### TASK TO COMPLETE:
Comb the records below for the string "Serialize" and copy each line where it turns up.

### EXERCISE DATA:
··········

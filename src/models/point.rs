use chrono::{DateTime, Utc};
use serde::{Deserialize, Serialize};

#[derive(Debug, Clone, Copy, PartialEq, Serialize, Deserialize)]
pub struct GeoPoint {
    pub lat: f64,
    pub lng: f64,
}

#[derive(Debug, Clone, PartialEq, Serialize, Deserialize)]
pub struct TrackingPoint {
    pub position: GeoPoint,
    pub accuracy_m: f64,
    pub speed_mps: f64,
    pub recorded_at: DateTime<Utc>,
}
pub mod delivery;
pub mod geofence;
pub mod operation;
pub mod point;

··········

### THE COMPLETED TASK:
use serde::{Deserialize, Serialize};
#[derive(Debug, Clone, Copy, PartialEq, Serialize, Deserialize)]
#[derive(Debug, Clone, PartialEq, Serialize, Deserialize)]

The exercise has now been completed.